PROBLEM TO WORK ON> Nothing but a number is needed: the count of lines below that include "collected".

Stored items
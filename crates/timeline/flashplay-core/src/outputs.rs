//! Output contracts of a player.
//!
//! Geometry and the clip side channel are rebuilt in place every processed
//! step; semantic notifications travel separately through an outbox the host
//! drains after the deferred flush.

use glam::Vec2;
use serde::{Deserialize, Serialize};

use crate::clip_texture::ClipTexture;
use crate::document::Atlas;
use crate::geometry::GeometryBuffers;

/// Notifications delivered through [`Player::drain_events`](crate::Player::drain_events).
#[derive(Clone, Debug, PartialEq, Serialize, Deserialize)]
#[non_exhaustive]
pub enum PlayerEvent {
    /// A named keyframe event marker was crossed.
    AnimationEvent { name: String },
    /// Playback reached the end of its window (or wrapped, when looping).
    AnimationCompleted,
    /// The player's document was replaced or cleared.
    DocumentChanged,
}

/// User event names collected during one process step.
///
/// Names are unique within a step; `front` entries go ahead of everything
/// already collected. Entries past `cap` are dropped.
#[derive(Clone, Debug, Default)]
pub struct EventQueue {
    names: Vec<String>,
    cap: usize,
}

impl EventQueue {
    pub fn new(cap: usize) -> Self {
        Self {
            names: Vec::new(),
            cap,
        }
    }

    #[inline]
    pub fn clear(&mut self) {
        self.names.clear();
    }

    /// Returns whether the name was queued.
    pub fn push(&mut self, name: &str, front: bool) -> bool {
        if self.names.iter().any(|n| n == name) {
            return false;
        }
        if self.names.len() >= self.cap {
            log::debug!("event queue full, dropping '{name}'");
            return false;
        }
        if front {
            self.names.insert(0, name.to_string());
        } else {
            self.names.push(name.to_string());
        }
        true
    }

    #[inline]
    pub fn names(&self) -> &[String] {
        &self.names
    }

    #[inline]
    pub fn len(&self) -> usize {
        self.names.len()
    }

    #[inline]
    pub fn is_empty(&self) -> bool {
        self.names.is_empty()
    }

    pub fn drain(&mut self) -> impl Iterator<Item = String> + '_ {
        self.names.drain(..)
    }
}

/// Triangle counters for the last step and the last render extraction.
#[derive(Clone, Copy, Debug, Default, PartialEq, Eq, Serialize, Deserialize)]
pub struct PerfCounters {
    pub triangles_generated: usize,
    pub triangles_drawn: usize,
}

/// Buffers handed to the host renderer for one draw.
#[derive(Debug)]
pub struct RenderFrame<'a> {
    pub geometry: &'a GeometryBuffers,
    pub clip_texture: &'a ClipTexture,
    /// True when the clip texture must be re-uploaded.
    pub clip_texture_changed: bool,
}

/// What the host binds on its material for this player.
#[derive(Clone, Debug, PartialEq, Serialize, Deserialize)]
pub struct MaterialParams {
    pub atlas: Atlas,
    pub atlas_size: Vec2,
    /// Side length of the clip side-channel texture.
    pub clip_texture_size: usize,
    pub max_clips_per_group: usize,
}

#[cfg(test)]
mod tests {
    use super::*;

    #[test]
    fn events_dedup_and_front() {
        let mut q = EventQueue::new(8);
        assert!(q.push("a", false));
        assert!(q.push("b", false));
        assert!(!q.push("a", true));
        assert!(q.push("c", true));
        assert_eq!(q.names(), ["c", "a", "b"]);
        let drained: Vec<String> = q.drain().collect();
        assert_eq!(drained.len(), 3);
        assert!(q.is_empty());
    }

    #[test]
    fn events_respect_cap() {
        let mut q = EventQueue::new(1);
        assert!(q.push("a", false));
        assert!(!q.push("b", true));
        assert_eq!(q.len(), 1);
    }

    #[test]
    fn player_event_serializes_with_tag() {
        let json = serde_json::to_value(PlayerEvent::AnimationEvent { name: "hit".into() }).unwrap();
        assert_eq!(json["AnimationEvent"]["name"], "hit");
    }
}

WRITTEN SOLUTION> 2